== Segment start ==

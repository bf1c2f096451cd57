//! Type Registry.
//!
//! Maps thing type ids to their schema descriptors. Registration happens
//! while the process starts up; afterwards the registry is usually frozen and
//! only read. Reads go through an atomically swapped snapshot and never take
//! a lock.

use std::collections::HashMap;
use std::sync::Arc;
use std::sync::atomic::{AtomicBool, Ordering};

use arc_swap::ArcSwap;
use parking_lot::Mutex;
use tracing::{debug, info, warn};

use crate::error::RegistryError;
use crate::schema::SchemaDescriptor;
use crate::type_id::ThingTypeId;

#[derive(Debug, Default, Clone)]
struct Snapshot {
    /// Descriptors indexed by type id.
    by_id: HashMap<ThingTypeId, Arc<SchemaDescriptor>>,

    /// First type registered for each root element name.
    by_root: HashMap<String, ThingTypeId>,
}

/// Registry of thing schema descriptors.
///
/// Registering an equal descriptor twice is a no-op; registering a
/// different descriptor under a taken id is rejected.
#[derive(Debug, Default)]
pub struct TypeRegistry {
    snapshot: ArcSwap<Snapshot>,
    write_lock: Mutex<()>,
    frozen: AtomicBool,
}

impl TypeRegistry {
    /// Creates a new empty registry.
    pub fn new() -> Self {
        Self::default()
    }

    /// Registers `descriptor` under `type_id`, returning the stored
    /// descriptor.
    pub fn register(
        &self,
        type_id: ThingTypeId,
        descriptor: SchemaDescriptor,
    ) -> Result<Arc<SchemaDescriptor>, RegistryError> {
        if descriptor.type_id() != type_id {
            return Err(RegistryError::TypeIdMismatch {
                requested: type_id,
                declared: descriptor.type_id(),
                root: descriptor.root().to_string(),
            });
        }
        self.register_descriptor(descriptor)
    }

    /// Registers `descriptor` under its own type id.
    pub fn register_descriptor(
        &self,
        descriptor: SchemaDescriptor,
    ) -> Result<Arc<SchemaDescriptor>, RegistryError> {
        let type_id = descriptor.type_id();
        let _guard = self.write_lock.lock();

        let current = self.snapshot.load();
        if let Some(existing) = current.by_id.get(&type_id) {
            if **existing == descriptor {
                debug!(%type_id, root = descriptor.root(), "descriptor already registered");
                return Ok(Arc::clone(existing));
            }
            warn!(%type_id, root = descriptor.root(), "conflicting descriptor registration");
            return Err(RegistryError::ConflictingSchemaRegistration {
                type_id,
                existing_root: existing.root().to_string(),
                offered_root: descriptor.root().to_string(),
            });
        }

        if self.frozen.load(Ordering::Acquire) {
            return Err(RegistryError::RegistryFrozen { type_id });
        }

        descriptor
            .check_consistency()
            .map_err(|message| RegistryError::InvalidDescriptor { type_id, message })?;

        let descriptor = Arc::new(descriptor);
        let mut next = Snapshot::clone(&current);
        next.by_id.insert(type_id, Arc::clone(&descriptor));
        next.by_root
            .entry(descriptor.root().to_string())
            .or_insert(type_id);
        self.snapshot.store(Arc::new(next));

        info!(%type_id, root = descriptor.root(), name = descriptor.name(), "registered thing type");
        Ok(descriptor)
    }

    /// Looks up the descriptor for `type_id`.
    pub fn resolve(&self, type_id: ThingTypeId) -> Result<Arc<SchemaDescriptor>, RegistryError> {
        self.snapshot
            .load()
            .by_id
            .get(&type_id)
            .cloned()
            .ok_or(RegistryError::UnregisteredTypeId { type_id })
    }

    /// Looks up a descriptor by the root element of its fragments.
    pub fn resolve_root(&self, root: &str) -> Option<Arc<SchemaDescriptor>> {
        let snapshot = self.snapshot.load();
        snapshot
            .by_root
            .get(root)
            .and_then(|type_id| snapshot.by_id.get(type_id))
            .cloned()
    }

    pub fn contains(&self, type_id: ThingTypeId) -> bool {
        self.snapshot.load().by_id.contains_key(&type_id)
    }

    /// Stops further registrations. Re-registering an equal descriptor
    /// still succeeds.
    pub fn freeze(&self) {
        let _guard = self.write_lock.lock();
        if !self.frozen.swap(true, Ordering::AcqRel) {
            debug!(types = self.len(), "type registry frozen");
        }
    }

    pub fn is_frozen(&self) -> bool {
        self.frozen.load(Ordering::Acquire)
    }

    /// Registered type ids, sorted.
    pub fn type_ids(&self) -> Vec<ThingTypeId> {
        let mut ids: Vec<ThingTypeId> = self.snapshot.load().by_id.keys().copied().collect();
        ids.sort();
        ids
    }

    /// Registered descriptors, sorted by type id.
    pub fn descriptors(&self) -> Vec<Arc<SchemaDescriptor>> {
        let snapshot = self.snapshot.load();
        let mut descriptors: Vec<Arc<SchemaDescriptor>> = snapshot.by_id.values().cloned().collect();
        descriptors.sort_by_key(|descriptor| descriptor.type_id());
        descriptors
    }

    /// Returns the number of registered types.
    pub fn len(&self) -> usize {
        self.snapshot.load().by_id.len()
    }

    /// Returns true if the registry is empty.
    pub fn is_empty(&self) -> bool {
        self.snapshot.load().by_id.is_empty()
    }
}

#[cfg(test)]
mod tests {
    use super::*;
    use crate::schema::{FieldSpec, ValueKind};

    fn descriptor(id: u128, root: &str) -> SchemaDescriptor {
        SchemaDescriptor::builder(ThingTypeId::from_u128(id), root)
            .field(FieldSpec::required("text", ValueKind::Text))
            .build()
    }

    #[test]
    fn test_register_and_resolve() {
        let registry = TypeRegistry::new();
        registry.register_descriptor(descriptor(1, "a")).unwrap();

        let resolved = registry.resolve(ThingTypeId::from_u128(1)).unwrap();
        assert_eq!(resolved.root(), "a");
        assert_eq!(registry.resolve_root("a").unwrap().type_id(), ThingTypeId::from_u128(1));
        assert!(registry.resolve_root("b").is_none());
        assert_eq!(registry.len(), 1);
    }

    #[test]
    fn test_mismatched_id() {
        let registry = TypeRegistry::new();
        let error = registry
            .register(ThingTypeId::from_u128(2), descriptor(1, "a"))
            .unwrap_err();
        assert!(matches!(error, RegistryError::TypeIdMismatch { .. }));
        assert!(registry.is_empty());
    }

    #[test]
    fn test_frozen_registry_rejects_new_types() {
        let registry = TypeRegistry::new();
        registry.register_descriptor(descriptor(1, "a")).unwrap();
        registry.freeze();
        assert!(registry.is_frozen());

        assert!(registry.register_descriptor(descriptor(1, "a")).is_ok());
        assert_eq!(
            registry.register_descriptor(descriptor(2, "b")).unwrap_err(),
            RegistryError::RegistryFrozen {
                type_id: ThingTypeId::from_u128(2)
            }
        );
    }

    #[test]
    fn test_inconsistent_descriptor_is_rejected() {
        let registry = TypeRegistry::new();
        let bad = SchemaDescriptor::builder(ThingTypeId::from_u128(9), "bad")
            .field(FieldSpec::required("x", ValueKind::Text))
            .field(FieldSpec::required("x", ValueKind::Integer))
            .build();
        assert!(matches!(
            registry.register_descriptor(bad),
            Err(RegistryError::InvalidDescriptor { .. })
        ));
    }

    #[test]
    fn test_type_ids_are_sorted() {
        let registry = TypeRegistry::new();
        registry.register_descriptor(descriptor(5, "e")).unwrap();
        registry.register_descriptor(descriptor(3, "c")).unwrap();
        assert_eq!(
            registry.type_ids(),
            [ThingTypeId::from_u128(3), ThingTypeId::from_u128(5)]
        );
    }
}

== Segment end ==

> **Work item**
Where a line in the material above holds "matches", copy that line.

> **Answer box**
        assert!(matches!(error, RegistryError::TypeIdMismatch { .. }));
        assert!(matches!(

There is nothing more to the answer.